St. Andrew Bay, colloquially called "St. Andrews Bay", is a bay located in Bay County in the panhandle of Florida. It is a 69,000-acre estuary located in northwest Florida. It is relatively deep, and of relatively high salinity due to the low freshwater inflow provided by only a few spring-fed creeks (the most significant being Econfina Creek, fed by Wiliford and Pitts Springs). The bay is named for Saint Andrew. Panama City, the county seat of Bay County, is located on the bay. The Atlanta & St. Andrews Bay Railway, which ran from Panama City to Dothan, Alabama (and still exists as a smaller short line), was also named for the bay.

==History==
St. Andrew Bay was the location of a large number of saltworks critical for the Confederacy during the American Civil War.
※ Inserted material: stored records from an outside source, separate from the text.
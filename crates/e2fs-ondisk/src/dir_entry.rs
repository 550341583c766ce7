//! Directory entry records (`ext2_dir_entry_2`).

use e2fs_error::{Ext2Error, Result};
use e2fs_types::{EXT2_MAX_BLOCK_SIZE, align4, read_le_u16, read_le_u32, read_u8};
use serde::{Deserialize, Serialize};
use tracing::trace;

/// Fixed header: inode (4), rec_len (2), name_len (1), file type (1).
pub const DIR_ENTRY_HEADER_LEN: usize = 8;

/// Largest record span; stored on disk as 65535 in 64 KiB blocks.
const MAX_REC_SPAN: u32 = 65_536;

fn corrupt(offset: usize, detail: impl Into<String>) -> Ext2Error {
    Ext2Error::CorruptDirectoryEntry {
        offset,
        detail: detail.into(),
    }
}

#[must_use]
fn rec_len_from_disk(raw: u16, block_size: usize) -> u32 {
    if block_size >= MAX_REC_SPAN as usize && (raw == 0 || raw == u16::MAX) {
        MAX_REC_SPAN
    } else {
        u32::from(raw)
    }
}

fn rec_len_to_disk(span: u32, offset: usize) -> Result<u16> {
    match span {
        MAX_REC_SPAN => Ok(u16::MAX),
        _ => u16::try_from(span)
            .map_err(|_| corrupt(offset, format!("rec_len {span} exceeds {MAX_REC_SPAN}"))),
    }
}

// ── File type tag ───────────────────────────────────────────────────────────

#[derive(Debug, Clone, Copy, PartialEq, Eq, Serialize, Deserialize)]
#[repr(u8)]
pub enum FileType {
    Unknown = 0,
    RegFile = 1,
    Dir = 2,
    Chrdev = 3,
    Blkdev = 4,
    Fifo = 5,
    Sock = 6,
    Symlink = 7,
}

impl FileType {
    #[must_use]
    pub fn from_raw(val: u8) -> Self {
        match val {
            1 => Self::RegFile,
            2 => Self::Dir,
            3 => Self::Chrdev,
            4 => Self::Blkdev,
            5 => Self::Fifo,
            6 => Self::Sock,
            7 => Self::Symlink,
            _ => Self::Unknown,
        }
    }

    /// Tag for an inode mode's `S_IFMT` bits.
    #[must_use]
    pub fn from_mode(mode: u16) -> Self {
        match mode & e2fs_types::S_IFMT {
            e2fs_types::S_IFREG => Self::RegFile,
            e2fs_types::S_IFDIR => Self::Dir,
            e2fs_types::S_IFCHR => Self::Chrdev,
            e2fs_types::S_IFBLK => Self::Blkdev,
            e2fs_types::S_IFIFO => Self::Fifo,
            e2fs_types::S_IFSOCK => Self::Sock,
            e2fs_types::S_IFLNK => Self::Symlink,
            _ => Self::Unknown,
        }
    }

    #[must_use]
    pub fn raw(self) -> u8 {
        self as u8
    }
}

// ── Entry ───────────────────────────────────────────────────────────────────

/// One directory record. `inode == 0` marks an unused slot.
#[derive(Debug, Clone, PartialEq, Eq, Serialize, Deserialize)]
pub struct DirEntry {
    pub inode: u32,
    /// Bytes spanned by this record, padding included.
    pub rec_len: u32,
    pub name_len: u8,
    /// Raw tag byte; unrecognized values are kept as read.
    pub file_type_raw: u8,
    pub name: Vec<u8>,
    /// Bytes between the name and the end of the record, kept as read.
    /// Empty means zero-filled.
    #[serde(default)]
    pub padding: Vec<u8>,
}

impl DirEntry {
    /// Build a record with the minimum record length for `name`.
    pub fn new(inode: u32, name: &[u8], file_type: FileType) -> Result<Self> {
        let name_len = u8::try_from(name.len()).map_err(|_| Ext2Error::NameTooLong)?;
        let rec_len = u32::try_from(Self::min_rec_len(name.len()))
            .map_err(|_| Ext2Error::NameTooLong)?;
        Ok(Self {
            inode,
            rec_len,
            name_len,
            file_type_raw: file_type.raw(),
            name: name.to_vec(),
            padding: Vec::new(),
        })
    }

    /// `round_up_to_4(name_len + 8)`.
    #[must_use]
    pub fn min_rec_len(name_len: usize) -> usize {
        align4(DIR_ENTRY_HEADER_LEN + name_len)
    }

    /// Bytes this entry needs on disk.
    #[must_use]
    pub fn actual_size(&self) -> usize {
        Self::min_rec_len(usize::from(self.name_len))
    }

    /// Bytes past `actual_size()` still covered by `rec_len`.
    #[must_use]
    pub fn slack(&self) -> usize {
        (self.rec_len as usize).saturating_sub(self.actual_size())
    }

    #[must_use]
    pub fn file_type(&self) -> FileType {
        FileType::from_raw(self.file_type_raw)
    }

    #[must_use]
    pub fn is_unused(&self) -> bool {
        self.inode == 0
    }

    #[must_use]
    pub fn name_str(&self) -> String {
        String::from_utf8_lossy(&self.name).into_owned()
    }

    #[must_use]
    pub fn is_dot(&self) -> bool {
        self.name == b"."
    }

    #[must_use]
    pub fn is_dotdot(&self) -> bool {
        self.name == b".."
    }

    /// Decode the record starting at `offset` of a directory block.
    pub fn decode_at(block: &[u8], offset: usize) -> Result<Self> {
        let remaining = block.len().saturating_sub(offset);
        if remaining < DIR_ENTRY_HEADER_LEN {
            return Err(corrupt(
                offset,
                format!("{remaining} trailing bytes cannot hold a record header"),
            ));
        }
        let err = |e: e2fs_types::ParseError| corrupt(offset, e.to_string());
        let inode = read_le_u32(block, offset).map_err(err)?;
        let rec_len = rec_len_from_disk(read_le_u16(block, offset + 4).map_err(err)?, block.len());
        let name_len = read_u8(block, offset + 6).map_err(err)?;
        let file_type_raw = read_u8(block, offset + 7).map_err(err)?;

        let span = rec_len as usize;
        if span % 4 != 0 {
            return Err(corrupt(offset, format!("rec_len {rec_len} is not a multiple of 4")));
        }
        if span < DIR_ENTRY_HEADER_LEN + usize::from(name_len) {
            return Err(corrupt(
                offset,
                format!("rec_len {rec_len} too small for name_len {name_len}"),
            ));
        }
        if span > remaining {
            return Err(corrupt(
                offset,
                format!("rec_len {rec_len} runs past the block end ({remaining} bytes left)"),
            ));
        }

        let name_start = offset + DIR_ENTRY_HEADER_LEN;
        let name_end = name_start + usize::from(name_len);
        Ok(Self {
            inode,
            rec_len,
            name_len,
            file_type_raw,
            name: block[name_start..name_end].to_vec(),
            padding: block[name_end..offset + span].to_vec(),
        })
    }

    /// Write header, name and `padding` at `offset`.
    ///
    /// `padding` is clipped to the record; span bytes it does not cover are
    /// left alone.
    pub fn write_at(&self, block: &mut [u8], offset: usize) -> Result<()> {
        if self.name.len() != usize::from(self.name_len) {
            return Err(corrupt(
                offset,
                format!(
                    "name_len {} disagrees with {} name bytes",
                    self.name_len,
                    self.name.len()
                ),
            ));
        }
        let span = self.rec_len as usize;
        if span % 4 != 0 || span < self.actual_size() {
            return Err(corrupt(
                offset,
                format!("rec_len {} invalid for name_len {}", self.rec_len, self.name_len),
            ));
        }
        let end = offset
            .checked_add(span)
            .filter(|end| *end <= block.len())
            .ok_or_else(|| corrupt(offset, format!("rec_len {} runs past the block end", self.rec_len)))?;

        let rec_len = rec_len_to_disk(self.rec_len, offset)?;
        let record = &mut block[offset..end];
        record[0..4].copy_from_slice(&self.inode.to_le_bytes());
        record[4..6].copy_from_slice(&rec_len.to_le_bytes());
        record[6] = self.name_len;
        record[7] = self.file_type_raw;
        let name_end = DIR_ENTRY_HEADER_LEN + self.name.len();
        record[DIR_ENTRY_HEADER_LEN..name_end].copy_from_slice(&self.name);
        let tail = &mut record[name_end..];
        let keep = self.padding.len().min(tail.len());
        tail[..keep].copy_from_slice(&self.padding[..keep]);
        Ok(())
    }
}

// ── Block codec ─────────────────────────────────────────────────────────────

/// Decode every record of one directory block, unused slots included.
///
/// The walk ends exactly at the block boundary; the `rec_len` values of the
/// returned records sum to `block.len()`.
pub fn decode_block(block: &[u8]) -> Result<Vec<DirEntry>> {
    let mut entries = Vec::new();
    let mut offset = 0_usize;
    while offset < block.len() {
        let entry = DirEntry::decode_at(block, offset)?;
        offset += entry.rec_len as usize;
        entries.push(entry);
    }
    trace!(
        block_len = block.len(),
        records = entries.len(),
        "decoded directory block"
    );
    Ok(entries)
}

/// Records that name an inode.
pub fn live_entries(entries: &[DirEntry]) -> impl Iterator<Item = &DirEntry> {
    entries.iter().filter(|e| !e.is_unused())
}

/// Serialize records into a fresh zero-filled block.
///
/// Each record keeps its `rec_len` and padding; the final record is
/// stretched to the block end. An empty list yields a single unused record
/// spanning the block.
pub fn encode_block(entries: &[DirEntry], block_size: usize) -> Result<Vec<u8>> {
    let span = u32::try_from(block_size)
        .ok()
        .filter(|s| *s <= EXT2_MAX_BLOCK_SIZE)
        .ok_or_else(|| corrupt(0, format!("block size {block_size} out of range")))?;
    let mut block = vec![0_u8; block_size];
    if entries.is_empty() {
        let empty = DirEntry {
            inode: 0,
            rec_len: span,
            name_len: 0,
            file_type_raw: 0,
            name: Vec::new(),
            padding: Vec::new(),
        };
        empty.write_at(&mut block, 0)?;
        return Ok(block);
    }

    let mut offset = 0_usize;
    let last = entries.len() - 1;
    for (i, entry) in entries.iter().enumerate() {
        if i == last {
            let span = block_size
                .checked_sub(offset)
                .and_then(|s| u32::try_from(s).ok())
                .ok_or_else(|| corrupt(offset, "records overflow the block"))?;
            let mut tail = entry.clone();
            tail.rec_len = span;
            tail.write_at(&mut block, offset)?;
        } else {
            entry.write_at(&mut block, offset)?;
            offset += entry.rec_len as usize;
        }
    }
    Ok(block)
}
Edward Crissey, in command of the steamboat USS Bloomer, which he had been instrumental in stealing from her berth near Geneva, Alabama, helped destroy numerous salt works, doing great damage to the Confederate war effort. The shallow draft of the steamboat allowed her to go up inlets where other, deeper draft vessels had been unable to travel.

==Wildlife==
Wild dolphin are commonly seen in the waters of St. Andrew Bay; they are easily spotted when the waters are smooth in the mornings. In shallower waters, St. Andrew Bay is known for vast schools of mullet, redfish and speckled trout. Occasionally a manatee is spotted in the bay as well.